The Documentary Film Competition, entitled "Image of the World--World in Images," included 12 feature length and 22 short films. There were also special screenings of Documentary Films, Documentaries on Art and Documentary Films Panorama, providing a rich banquet of nonfiction fare from early morning to late into the night. This year Camerimage screened perhaps more documentaries than ever before, which was especially surprising, given the fiscal cutbacks that  the festival has had to undergo.

Presiding over the jury for feature-length documentaries was filmmaker Jay Rosenblatt.
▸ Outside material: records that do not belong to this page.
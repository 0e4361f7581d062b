//! OpenAPI / Swagger UI documentation
//!
//! - Swagger UI: `http://localhost:8080/docs`
//! - OpenAPI JSON: `http://localhost:8080/api-docs/openapi.json`

use utoipa::OpenApi;

use crate::directory::{Personnel, Student};
use crate::gateway::handlers::HealthResponse;
use crate::gateway::types::{
    AcceptOrderRequest, CatalogEntry, CreateOrderRequest, OrderItemRequest, OrderView,
    PersonnelStatsData, RatingRequest, RejectOrderRequest, StatusHistoryEntry,
    StatusUpdateRequest,
};
use crate::models::{Order, OrderItem, OrderStatus, ServiceType};
use crate::stats::{AdminStats, HostelStats, PersonnelStats};

/// Main API documentation struct
#[derive(OpenApi)]
#[openapi(
    info(
        title = "FreshFold Order API",
        version = "1.0.0",
        description = "Laundry order lifecycle, pricing, and reporting for a hostel campus.",
        license(name = "MIT")
    ),
    servers(
        (url = "http://localhost:8080", description = "Development"),
    ),
    paths(
        crate::gateway::handlers::health::health_check,
        // Student
        crate::gateway::handlers::order::create_order,
        crate::gateway::handlers::query::student_orders,
        crate::gateway::handlers::query::order_detail,
        crate::gateway::handlers::query::list_personnel,
        crate::gateway::handlers::query::catalog,
        crate::gateway::handlers::order::rate_order,
        // Personnel
        crate::gateway::handlers::query::pending_orders,
        crate::gateway::handlers::query::in_progress_orders,
        crate::gateway::handlers::query::completed_orders,
        crate::gateway::handlers::query::personnel_orders,
        crate::gateway::handlers::order::accept_order,
        crate::gateway::handlers::order::reject_order,
        crate::gateway::handlers::order::update_status,
        crate::gateway::handlers::query::personnel_stats,
        // Admin
        crate::gateway::handlers::admin::admin_stats,
        crate::gateway::handlers::admin::recent_orders,
        crate::gateway::handlers::admin::all_orders,
    ),
    components(
        schemas(
            HealthResponse,
            Order,
            OrderItem,
            OrderStatus,
            ServiceType,
            OrderView,
            StatusHistoryEntry,
            Student,
            Personnel,
            CreateOrderRequest,
            OrderItemRequest,
            AcceptOrderRequest,
            RejectOrderRequest,
            StatusUpdateRequest,
            RatingRequest,
            CatalogEntry,
            PersonnelStatsData,
            AdminStats,
            HostelStats,
            PersonnelStats,
        )
    ),
    tags(
        (name = "System", description = "Liveness"),
        (name = "Student", description = "Order creation, tracking, rating"),
        (name = "Personnel", description = "Queue, acceptance, status advancement"),
        (name = "Admin", description = "Read-only aggregates")
    )
)]
pub struct ApiDoc;
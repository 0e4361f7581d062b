// models.rs - Core order types

use chrono::{DateTime, Utc};
use rust_decimal::Decimal;
use serde::{Deserialize, Serialize};
use utoipa::ToSchema;

/// Order lifecycle status
///
/// Forward-only: each non-terminal status has exactly one legal successor
/// (see [`crate::lifecycle`]), plus the `PENDING -> REJECTED` branch.
/// `DONE` and `REJECTED` are terminal; an order never leaves them.
#[derive(Debug, Clone, Copy, PartialEq, Eq, Hash, Serialize, Deserialize, ToSchema)]
#[serde(rename_all = "SCREAMING_SNAKE_CASE")]
pub enum OrderStatus {
    /// Created by a student, waiting for personnel decision
    Pending,
    /// Personnel accepted the order
    Accepted,
    /// Waiting for laundry pickup from the hostel
    PendingCollection,
    /// In the wash
    Washing,
    /// Being ironed
    Ironing,
    /// Completed; the only state in which a rating may be attached
    Done,
    /// Rejected while PENDING (terminal, carries a reason)
    Rejected,
}

impl OrderStatus {
    pub fn as_str(&self) -> &'static str {
        match self {
            OrderStatus::Pending => "PENDING",
            OrderStatus::Accepted => "ACCEPTED",
            OrderStatus::PendingCollection => "PENDING_COLLECTION",
            OrderStatus::Washing => "WASHING",
            OrderStatus::Ironing => "IRONING",
            OrderStatus::Done => "DONE",
            OrderStatus::Rejected => "REJECTED",
        }
    }
}

impl std::fmt::Display for OrderStatus {
    fn fmt(&self, f: &mut std::fmt::Formatter<'_>) -> std::fmt::Result {
        write!(f, "{}", self.as_str())
    }
}

/// Service type: drives the urgency surcharge
#[derive(Debug, Clone, Copy, PartialEq, Eq, Serialize, Deserialize, ToSchema)]
#[serde(rename_all = "SCREAMING_SNAKE_CASE")]
pub enum ServiceType {
    /// Standard 3-day turnaround, no surcharge
    Normal,
    /// 1 or 2 day turnaround, surcharged
    Urgent,
}

/// One line of an order: item type, quantity, and the unit price that was
/// current in the catalog when the order was created.
///
/// `price_per_item` is frozen here so later catalog edits never change an
/// existing order's total.
#[derive(Debug, Clone, PartialEq, Serialize, Deserialize, ToSchema)]
#[serde(rename_all = "camelCase")]
pub struct OrderItem {
    pub item_type: String,
    pub quantity: u32,
    #[schema(value_type = String)]
    pub price_per_item: Decimal,
}

impl OrderItem {
    /// Line total: quantity x unit price
    pub fn item_total(&self) -> Decimal {
        Decimal::from(self.quantity) * self.price_per_item
    }
}

/// A laundry order. Append-only: created once, mutated only through the
/// lifecycle operations, never deleted.
#[derive(Debug, Clone, PartialEq, Serialize, Deserialize, ToSchema)]
#[serde(rename_all = "camelCase")]
pub struct Order {
    pub id: u64,
    pub student_id: u64,
    /// Assigned at creation (student pre-selects), re-bound by accept
    pub personnel_id: Option<u64>,
    /// Non-empty; set once at creation, immutable afterward
    pub items: Vec<OrderItem>,
    pub service_type: ServiceType,
    /// 1 or 2 for URGENT, 3 for NORMAL
    pub urgency_days: u8,
    /// Frozen at creation by the pricing rule; never recomputed
    #[schema(value_type = String)]
    pub total_price: Decimal,
    pub status: OrderStatus,
    pub pickup_location: String,
    /// Present iff status == REJECTED
    #[serde(skip_serializing_if = "Option::is_none")]
    pub rejection_reason: Option<String>,
    /// Opaque reference to an externally stored photo
    #[serde(skip_serializing_if = "Option::is_none")]
    pub photo_url: Option<String>,
    /// 1..=5, settable exactly once, only when DONE
    #[serde(skip_serializing_if = "Option::is_none")]
    pub student_rating: Option<u8>,
    pub created_at: DateTime<Utc>,
    /// Bumped on every status transition
    pub updated_at: DateTime<Utc>,
    // Per-stage timestamps, stamped by the matching transition.
    #[serde(skip_serializing_if = "Option::is_none")]
    pub accepted_at: Option<DateTime<Utc>>,
    #[serde(skip_serializing_if = "Option::is_none")]
    pub collection_at: Option<DateTime<Utc>>,
    #[serde(skip_serializing_if = "Option::is_none")]
    pub washing_at: Option<DateTime<Utc>>,
    #[serde(skip_serializing_if = "Option::is_none")]
    pub ironing_at: Option<DateTime<Utc>>,
    #[serde(skip_serializing_if = "Option::is_none")]
    pub completed_at: Option<DateTime<Utc>>,
}

impl Order {
    /// Chronological (status, timestamp) pairs for the client timeline view.
    /// A rejected order shows only its PENDING entry; the rejection itself
    /// is carried by `rejection_reason`.
    pub fn status_history(&self) -> Vec<(OrderStatus, DateTime<Utc>)> {
        let mut history = vec![(OrderStatus::Pending, self.created_at)];
        let stages = [
            (OrderStatus::Accepted, self.accepted_at),
            (OrderStatus::PendingCollection, self.collection_at),
            (OrderStatus::Washing, self.washing_at),
            (OrderStatus::Ironing, self.ironing_at),
            (OrderStatus::Done, self.completed_at),
        ];
        for (status, at) in stages {
            if let Some(ts) = at {
                history.push((status, ts));
            }
        }
        history
    }
}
Other members included cinematographer Nancy Schreiber, writer/lecturer Lawrence Grobel, cinematographer/writer Marcin Koszalka, Discovery Channel's Barbara Bilinska, sound editor Midge Costin and veteran cinematographer Michael Chapman, who, with a packed audience, animated the post-screening Q&A sessions with attending directors and cinematographers.

Worthy of mentioning were Australian filmmakers Bentley Dean and Martin Butler's Contact, a strange, if disjointed, story of aboriginal women and their first contact with white men; and Michal Marczak's At the Edge of Russia, set at a remote Russian Army outpost. The film is a fascinating probe into human psychology; Marczak filmed without permission and with significant intimidation from Soviet authorities.

Other notable docs included Thierry Paladino and Jacek Naglowski's La Machina, an old-fashioned tale of wandering puppeteers in Nice's mountainous regions; Lynn True and Nelson Walker's Summer Pasture, which documents nomadic life for a family living with their yaks in the coldest, highest, poorest, most remote region of Tibet; and Tom Burstyn's This Way of Life , which portrays the unconventional lifestyle of a Maori family in New Zealand plagued by the actions of a dysfunctional family member.

 

From Lynn True and Nelson Walker's Summer Pasture. Courtesy of the filmmakers.

 

Most of the feature documentaries were engaging stories that were technically very professionally executed--well photographed, perfectly lit and composed, often seamlessly blending 16mm film with digital footage. These films were so well edited, with perfectly recorded, uncluttered soundtracks, that I ended up wondering what we were actually watching.  Was it really a fiction film disguised as a  documentary ?   

Mugabe and the White African by Lucy Bailey and Andrew Thompson, is the story of Michael Campbell and his son-in-law, Ben Freeth, who challenge Zimbabwe's crazed president, Robert Mugabe, and his Land Reform program by bringing their case before the South African Development International Courts. It was the most compelling film I saw--simple, straightforward storytelling, with everything unfolding, developing and escalating before your eyes. You become part of it; you feel the danger and experience the violence. The bewildering question is, How can the world stand by and do nothing while a nation is subjected to such brutality and devastation? The film captured the Discovery Networks Central Europe Award at Plus Camerimage.

 

From Lucy Bailey and Andrew Thompson's Mugabe and the White African. Photo: Robin Hammond

 

The other winners in the Documentary Feature Films category included an Honorable Mention to Paul Mirabet's Letters from the Desert (Eulogy to Slowness) and the Grand Prix Golden Frog to Tim Hetherington and Sebastian Junger's Restrepo.

In  closing, the thrill and high point of my week was watching Jacques Perrin and Jacques Cluzaud's OCEANS on a big screen again and attending a technical seminar by Luc Drion, Rene Heuzey and Philippe Ros , three of the 17 cinematographers who filmed this epic above and below the oceans for over five years. Both the screening and the seminar were simply wondrous, breathtaking, transforming--so magical I never want to come up for air.

 

Based in Paris and London, Madelyn Grace Most develops independent feature films, writes about cinema and covers film festivals for European film magazines. She is a member of French Film Critics, Union of Cinema Journalists and the  Foreign Press Association in Paris.